Veámoslo ahora: a la localidad madrileña de Alcalá de Henares había sido conducido el líder del POUM tras pasar unas horas en la checa de Atocha. Pero aquella otra checa «casera» improvisada en el apartado hotelito del matrimonio formado por Ignacio Hidalgo de Cisneros, jefe de la Aviación republicana, y Constancia de la Mora Maura, la nieta comunista del político conservador Antonio Maura, era todavía peor. Nadie, salvo sus verdugos de la NKVD, la policía secreta soviética precursora del KGB al mando del general Alexander Orlov, y unos cuantos cómplices comunistas, supo durante mucho tiempo que Andreu Nin se encontraba incomunicado entre las paredes de un sórdido habitáculo apenas capaz de amortiguar sus alaridos de dolor. Orlov y su banda se cebaron despiadadamente con la enfermiza naturaleza de Nin. Emplearon con él el denominado «método seco», según relató luego uno de los principales colaboradores de Orlov al ex ministro comunista Jesús Hernández.

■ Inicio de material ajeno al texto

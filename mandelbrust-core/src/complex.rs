use crate::float::Float;
use serde::{Deserialize, Serialize};
use std::ops::{Add, AddAssign, Div, Mul, MulAssign, Neg, Sub, SubAssign};

/// A complex number over the engine's chosen [`Float`] type.
///
/// `Copy`, operator-overloaded, and kept dependency-free (no `num::Complex`)
/// so the hot iteration loop stays in full control of its arithmetic.
#[derive(Debug, Clone, Copy, PartialEq, Serialize, Deserialize)]
pub struct Complex {
    pub re: Float,
    pub im: Float,
}

impl Complex {
    pub const ZERO: Self = Self { re: 0.0, im: 0.0 };
    pub const ONE: Self = Self { re: 1.0, im: 0.0 };

    #[inline]
    pub fn new(re: Float, im: Float) -> Self {
        Self { re, im }
    }

    #[inline]
    pub fn conj(self) -> Self {
        Self::new(self.re, -self.im)
    }

    /// Returns `re² + im²` without taking the square root.
    #[inline]
    pub fn norm2(self) -> Float {
        self.re * self.re + self.im * self.im
    }

    /// Returns `√(re² + im²)`.
    #[inline]
    pub fn norm(self) -> Float {
        self.norm2().sqrt()
    }

    #[inline]
    pub fn arg(self) -> Float {
        self.im.atan2(self.re)
    }

    #[inline]
    pub fn square(self) -> Self {
        Self::new(
            self.re * self.re - self.im * self.im,
            2.0 * self.re * self.im,
        )
    }

    /// Integer power via binary exponentiation. `n == 0` yields `1`.
    pub fn ipow(self, n: u32) -> Self {
        if n == 0 {
            return Self::ONE;
        }
        let mut base = self;
        let mut exp = n;
        let mut acc = Self::ONE;
        while exp > 1 {
            if exp & 1 == 1 {
                acc *= base;
            }
            base = base * base;
            exp >>= 1;
        }
        acc * base
    }

    /// Natural logarithm, principal branch.
    #[inline]
    pub fn ln(self) -> Self {
        Self::new(self.norm().ln(), self.arg())
    }

    /// `e^self`.
    #[inline]
    pub fn exp(self) -> Self {
        let r = self.re.exp();
        Self::new(r * self.im.cos(), r * self.im.sin())
    }

    /// Real exponent power via the polar form `|z|^p · e^(i·p·arg(z))`.
    /// Not defined at `z == 0` for non-positive `p` (mirrors `0f64.powf`).
    pub fn powf(self, p: Float) -> Self {
        if self.re == 0.0 && self.im == 0.0 {
            return Self::ZERO;
        }
        let r = self.norm().powf(p);
        let theta = self.arg() * p;
        Self::new(r * theta.cos(), r * theta.sin())
    }

    /// General complex power `self^rhs = exp(rhs · ln(self))`.
    #[inline]
    pub fn powc(self, rhs: Self) -> Self {
        (rhs * self.ln()).exp()
    }

    /// True when `im == 0` and `re` has no fractional part.
    #[inline]
    pub fn is_integer(self) -> bool {
        self.im == 0.0 && self.re.fract() == 0.0
    }
}

impl Add for Complex {
    type Output = Self;
    #[inline]
    fn add(self, rhs: Self) -> Self {
        Self::new(self.re + rhs.re, self.im + rhs.im)
    }
}

impl AddAssign for Complex {
    #[inline]
    fn add_assign(&mut self, rhs: Self) {
        self.re += rhs.re;
        self.im += rhs.im;
    }
}

impl Sub for Complex {
    type Output = Self;
    #[inline]
    fn sub(self, rhs: Self) -> Self {
        Self::new(self.re - rhs.re, self.im - rhs.im)
    }
}

impl SubAssign for Complex {
    #[inline]
    fn sub_assign(&mut self, rhs: Self) {
        self.re -= rhs.re;
        self.im -= rhs.im;
    }
}

impl Mul for Complex {
    type Output = Self;
    #[inline]
    fn mul(self, rhs: Self) -> Self {
        Self::new(
            self.re * rhs.re - self.im * rhs.im,
            self.re * rhs.im + self.im * rhs.re,
        )
    }
}

impl MulAssign for Complex {
    #[inline]
    fn mul_assign(&mut self, rhs: Self) {
        *self = *self * rhs;
    }
}

impl Mul<Float> for Complex {
    type Output = Self;
    #[inline]
    fn mul(self, rhs: Float) -> Self {
        Self::new(self.re * rhs, self.im * rhs)
    }
}

impl Div for Complex {
    type Output = Self;
    #[inline]
    fn div(self, rhs: Self) -> Self {
        let d = rhs.norm2();
        Self::new(
            (self.re * rhs.re + self.im * rhs.im) / d,
            (self.im * rhs.re - self.re * rhs.im) / d,
        )
    }
}

impl Neg for Complex {
    type Output = Self;
    #[inline]
    fn neg(self) -> Self {
        Self::new(-self.re, -self.im)
    }
}

impl std::fmt::Display for Complex {
    fn fmt(&self, f: &mut std::fmt::Formatter<'_>) -> std::fmt::Result {
        if self.im >= 0.0 {
            write!(f, "{} + {}i", self.re, self.im)
        } else {
            write!(f, "{} - {}i", self.re, -self.im)
        }
    }
}

#[cfg(test)]
mod tests {
    use super::*;

    const EPSILON: Float = 1e-9;

    fn approx_eq(a: Float, b: Float) -> bool {
        (a - b).abs() < EPSILON
    }

    #[test]
    fn addition_and_subtraction() {
        let a = Complex::new(1.0, 2.0);
        let b = Complex::new(3.0, 4.0);
        assert!(approx_eq((a + b).re, 4.0));
        assert!(approx_eq((a - b).im, -2.0));
    }

    #[test]
    fn multiplication_matches_square() {
        let z = Complex::new(1.0, 1.0);
        let by_mul = z * z;
        let by_square = z.square();
        assert!(approx_eq(by_mul.re, by_square.re));
        assert!(approx_eq(by_mul.im, by_square.im));
    }

    #[test]
    fn ipow_matches_repeated_mul() {
        let z = Complex::new(0.3, -0.7);
        let mut acc = Complex::ONE;
        for _ in 0..5 {
            acc *= z;
        }
        let p = z.ipow(5);
        assert!(approx_eq(p.re, acc.re));
        assert!(approx_eq(p.im, acc.im));
    }

    #[test]
    fn ipow_zero_is_one() {
        let z = Complex::new(5.0, -3.0);
        assert_eq!(z.ipow(0), Complex::ONE);
    }

    #[test]
    fn powf_matches_ipow_for_integer_exponent() {
        let z = Complex::new(1.2, 0.5);
        let by_ipow = z.ipow(4);
        let by_powf = z.powf(4.0);
        assert!((by_ipow.re - by_powf.re).abs() < 1e-6);
        assert!((by_ipow.im - by_powf.im).abs() < 1e-6);
    }

    #[test]
    fn is_integer_predicate() {
        assert!(Complex::new(3.0, 0.0).is_integer());
        assert!(!Complex::new(3.5, 0.0).is_integer());
        assert!(!Complex::new(3.0, 0.1).is_integer());
    }

    #[test]
    fn division_round_trip() {
        let a = Complex::new(4.0, -2.0);
        let b = Complex::new(1.0, 3.0);
        let c = (a / b) * b;
        assert!(approx_eq(c.re, a.re));
        assert!(approx_eq(c.im, a.im));
    }

    #[test]
    fn ln_exp_round_trip() {
        let z = Complex::new(0.4, 0.9);
        let back = z.ln().exp();
        assert!(approx_eq(back.re, z.re));
        assert!(approx_eq(back.im, z.im));
    }
}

Un acoso brutal ininterrumpido que se prolongó durante extenuantes jornadas que duraban diez, veinte y hasta cuarenta horas, en las cuales los verdugos proferían constantes amenazas e insultos a su debilitada víctima para intentar que se rindiera y se confesase espía de Franco.

Su sola declaración habría servido a Stalin para salirse con la suya y desacreditar al POUM ante los ojos del mundo entero. Si Nin hubiese desistido, Stalin habría abierto en España un proceso similar a los que acabaron en Moscú con la vida de los bolcheviques fieles a Lenin.

Pero como Nin no claudicaba, Orlov y sus secuaces se afanaron en despellejar su maltrecho cuerpo para seccionar mejor sus miembros en carne viva. Ni siquiera así pudieron subyugar su voluntad para arrancarle una fal-sa confesión. Con la piel desgarrada y los músculos deshechos, Nin era un montón informe de carne tumefacta que mantenía firme su moral.

La evidencia definitiva de la culpabilidad de Orlov era el informe que él mismo envió a Moscú el 24 de julio de 1937, describiendo los detalles de una operación cuyo nombre en clave era «Nikolai». Utilizando un lenguaje críptico, Orlov relataba la forma en que el líder del POUM fue secuestrado de la prisión de Alcalá de Henares y liquidado por agentes de la NKVD identificados por sus iniciales. Respecto a Andreu Nin, Orlov se refería a él en su informe exhumado del propio Archivo de Orlov (nº 32.476, volumen I) como el «objeto» y la «mercancía» que se trasladó del chalé de Alcalá de Henares hasta el lugar donde fue asesinado. ¿Pero qué lugar era aquel...?

La respuesta a uno de los mayores enigmas que aún permanecía de la Guerra Civil española se hallaba redactada en una pequeña nota escrita a mano con lápiz, grapada a la página 164 del primer volumen del archivo de operaciones de Orlov en la NKVD, cuyo texto decía así: «N. de Alcalá de Henares en la dirección de Perales de Tajuña, a medio camino, cien metros de la carretera, en el campo. [Estaban presentes] Bom, Schwed, Juzik, dos españoles, el chófer de Pierre, Víctor». Descifrando el escueto mensaje, podía concluirse que «N» era Nikolai-Nin, y la carretera de Alcalá de Henares a Perales de Tajuña, el lugar donde finalmente fue asesinado. No hizo falta viajar, así, hasta la URSS.